(Data records)
- - -

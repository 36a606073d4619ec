use anyhow::Context;
use clap::Parser;
use quotesync_api::PostsClient;
use quotesync_core::{
    AlwaysAccept, AlwaysDecline, CategoryFilter, Config, ConflictResolver, DurableStore,
    EphemeralCache, ImportExport, ImportStrictness, Notification, Notifier, Quote, QuoteBook,
    RemoteSource, Resolution, ResolutionPolicy, ServerSource, SyncEngine, SyncOutcome,
    TracingNotifier,
};
use std::io::IsTerminal;
use std::path::PathBuf;
use std::sync::Arc;
use tracing_subscriber::{layer::SubscriberExt, util::SubscriberInitExt};

mod console;
mod session;

use console::{ConsoleNotifier, PromptResolver};

#[derive(Parser)]
#[command(name = "quotesync")]
#[command(version, about = "Offline-first quote collection that syncs with a server", long_about = None)]
struct Cli {
    /// Quote database file (overrides the config file)
    #[arg(long, global = true, env = "QUOTESYNC_DB")]
    db: Option<PathBuf>,

    /// Use this config file instead of the default one
    #[arg(long, global = true)]
    config: Option<PathBuf>,

    #[command(subcommand)]
    command: Option<Commands>,
}

#[derive(clap::Subcommand)]
enum Commands {
    /// List quotes
    List {
        /// Only this category
        #[arg(short, long)]
        category: Option<String>,
    },
    /// List categories in the order they first appear
    Categories,
    /// Add a quote
    Add {
        #[arg(short, long)]
        text: String,
        #[arg(short, long)]
        category: String,
    },
    /// Show a random quote (and remember the category)
    Random {
        /// Category to pick from; "all" for any
        #[arg(short, long)]
        category: Option<String>,
    },
    /// Export all quotes as JSON
    Export {
        /// Write here instead of stdout
        #[arg(short, long)]
        output: Option<PathBuf>,
    },
    /// Merge quotes from a JSON file
    Import {
        file: PathBuf,
        /// Skip malformed entries instead of rejecting the file
        #[arg(long)]
        lax: bool,
    },
    /// Sync once with the server
    Sync {
        /// prompt, accept or decline
        #[arg(long)]
        resolution: Option<ResolutionPolicy>,
    },
    /// Send a quote to the server
    Push {
        #[arg(short, long)]
        text: String,
        #[arg(short, long)]
        category: String,
    },
    /// Interactive session with periodic background sync
    Watch {
        /// Seconds between syncs
        #[arg(long)]
        interval: Option<u64>,
        /// accept or decline (prompt falls back to decline here)
        #[arg(long)]
        resolution: Option<ResolutionPolicy>,
    },
    /// Show the effective config, or write it out with --init
    Config {
        #[arg(long)]
        init: bool,
    },
}

#[tokio::main]
async fn main() -> anyhow::Result<()> {
    // Logs go to stderr so exported JSON on stdout stays clean
    tracing_subscriber::registry()
        .with(
            tracing_subscriber::EnvFilter::try_from_default_env()
                .unwrap_or_else(|_| "quotesync=info,quotesync_core=info,quotesync_api=warn".into()),
        )
        .with(tracing_subscriber::fmt::layer().with_writer(std::io::stderr))
        .init();

    let cli = Cli::parse();

    let mut config = match &cli.config {
        Some(path) => Config::load_from(path)?,
        None => Config::load()?,
    };
    if let Some(db) = cli.db {
        config.storage.db_path = Some(db);
    }

    match cli.command {
        Some(Commands::List { category }) => {
            let book = open_book(&config);
            let filter = CategoryFilter::from(category);
            let mut shown = 0;
            for quote in book.filtered(&filter) {
                println!("[{}] {}", quote.category(), quote.text());
                shown += 1;
            }
            if shown == 0 {
                println!("No quotes found for this category.");
            }
        }
        Some(Commands::Categories) => {
            let book = open_book(&config);
            for category in book.categories().iter() {
                println!("{}", category);
            }
        }
        Some(Commands::Add { text, category }) => {
            let mut book = open_book(&config);
            let quote = book.add_quote(&text, &category)?;
            println!("Quote added successfully: {}", quote);
        }
        Some(Commands::Random { category }) => {
            let book = open_book(&config);
            let filter = match category {
                Some(name) => {
                    let filter = CategoryFilter::from(Some(name));
                    book.select_category(&filter);
                    filter
                }
                None => book.selected_category(),
            };

            match book.show_random(&filter) {
                Some(quote) => println!("\"{}\"", quote.text()),
                None => println!("No quotes found for this category."),
            }
        }
        Some(Commands::Export { output }) => {
            let book = open_book(&config);
            match output {
                Some(path) => {
                    ImportExport::export_to_file(book.quotes().as_slice(), &path)
                        .with_context(|| format!("Failed to write {}", path.display()))?;
                    println!("Exported {} quotes to {}", book.quotes().len(), path.display());
                }
                None => println!("{}", book.export_json()?),
            }
        }
        Some(Commands::Import { file, lax }) => {
            let strictness = if lax {
                ImportStrictness::Lax
            } else {
                config.import.strictness
            };
            let mut book = open_book(&config);
            let added = book
                .import_file(&file, strictness)
                .with_context(|| format!("Failed to import {}", file.display()))?;
            println!("Quotes imported successfully! ({} added)", added);
        }
        Some(Commands::Sync { resolution }) => {
            let policy = resolution.unwrap_or(config.sync.resolution);
            let engine = build_engine(&config, policy)?;
            report(engine.sync_now().await);
        }
        Some(Commands::Push { text, category }) => {
            let quote = Quote::new(text, category)?;
            let source = server_source(&config)?;
            if source.push(&quote).await {
                notifier().notify(Notification::info(
                    "Quote posted to server.",
                    config.notifications.duration(),
                ));
            } else {
                anyhow::bail!("Server did not accept the quote");
            }
        }
        Some(Commands::Watch {
            interval,
            resolution,
        }) => {
            let policy = match resolution.unwrap_or(config.sync.resolution) {
                ResolutionPolicy::Prompt => {
                    tracing::warn!("Prompting isn't available in a session, declining conflicts instead");
                    ResolutionPolicy::Decline
                }
                other => other,
            };
            let every = match interval {
                Some(secs) => std::time::Duration::from_secs(secs.max(1)),
                None => config.sync.interval(),
            };

            let engine = Arc::new(build_engine(&config, policy)?);
            session::run(engine, every).await?;
        }
        Some(Commands::Config { init }) => {
            if init {
                let path = match &cli.config {
                    Some(path) => {
                        config.save_to(path)?;
                        path.clone()
                    }
                    None => config.save()?,
                };
                println!("Wrote config to {}", path.display());
            } else {
                print!("{}", toml_preview(&config)?);
            }
        }
        None => {
            println!("No command specified. Try --help");
        }
    }

    Ok(())
}

/// Open the durable store, falling back to memory if the database is unusable
fn open_book(config: &Config) -> QuoteBook {
    let store = match config.db_path().and_then(DurableStore::open) {
        Ok(store) => store,
        Err(e) => {
            tracing::warn!("Quote database unavailable ({}), changes won't be saved", e);
            DurableStore::in_memory()
        }
    };
    QuoteBook::open(store, EphemeralCache::session())
}

fn server_source(config: &Config) -> anyhow::Result<ServerSource> {
    let client = PostsClient::with_base_url(config.remote.base_url.clone())?
        .with_retry_config(config.remote.retry.clone());

    Ok(ServerSource::new(client)
        .with_fetch_limit(config.remote.fetch_limit)
        .with_user_id(config.remote.user_id))
}

fn build_engine(config: &Config, policy: ResolutionPolicy) -> anyhow::Result<SyncEngine> {
    let resolver: Arc<dyn ConflictResolver> = match policy.fixed() {
        None => Arc::new(PromptResolver),
        Some(Resolution::Accept) => Arc::new(AlwaysAccept),
        Some(Resolution::Decline) => Arc::new(AlwaysDecline),
    };

    let engine = SyncEngine::new(
        open_book(config).into_shared(),
        Arc::new(server_source(config)?),
        resolver,
        notifier(),
    )
    .with_notice_duration(config.notifications.duration());

    Ok(engine)
}

/// Notices go to the terminal when there is one, otherwise into the log
fn notifier() -> Arc<dyn Notifier> {
    if std::io::stdout().is_terminal() {
        Arc::new(ConsoleNotifier)
    } else {
        Arc::new(TracingNotifier)
    }
}

fn report(outcome: SyncOutcome) {
    match outcome {
        SyncOutcome::NoChange => println!("Already in sync with the server."),
        SyncOutcome::Overwritten { count } => println!("Local quotes replaced ({} from server).", count),
        SyncOutcome::KeptLocal => println!("Kept local quotes."),
        SyncOutcome::Busy => println!("A sync is already in progress."),
    }
}

fn toml_preview(config: &Config) -> anyhow::Result<String> {
    let mut out = format!("# {}\n", Config::config_path()?.display());
    out.push_str(&format!("# database: {}\n", config.db_path()?.display()));
    out.push_str(&toml::to_string_pretty(config)?);
    Ok(out)
}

- - -

● What is being asked: Print exactly, and only, the lines from the line containing "into the log" through the final line of the records, both included.

● Reply to the exercise:
/// Notices go to the terminal when there is one, otherwise into the log
fn notifier() -> Arc<dyn Notifier> {
    if std::io::stdout().is_terminal() {
        Arc::new(ConsoleNotifier)
    } else {
        Arc::new(TracingNotifier)
    }
}

fn report(outcome: SyncOutcome) {
    match outcome {
        SyncOutcome::NoChange => println!("Already in sync with the server."),
        SyncOutcome::Overwritten { count } => println!("Local quotes replaced ({} from server).", count),
        SyncOutcome::KeptLocal => println!("Kept local quotes."),
        SyncOutcome::Busy => println!("A sync is already in progress."),
    }
}

fn toml_preview(config: &Config) -> anyhow::Result<String> {
    let mut out = format!("# {}\n", Config::config_path()?.display());
    out.push_str(&format!("# database: {}\n", config.db_path()?.display()));
    out.push_str(&toml::to_string_pretty(config)?);
    Ok(out)
}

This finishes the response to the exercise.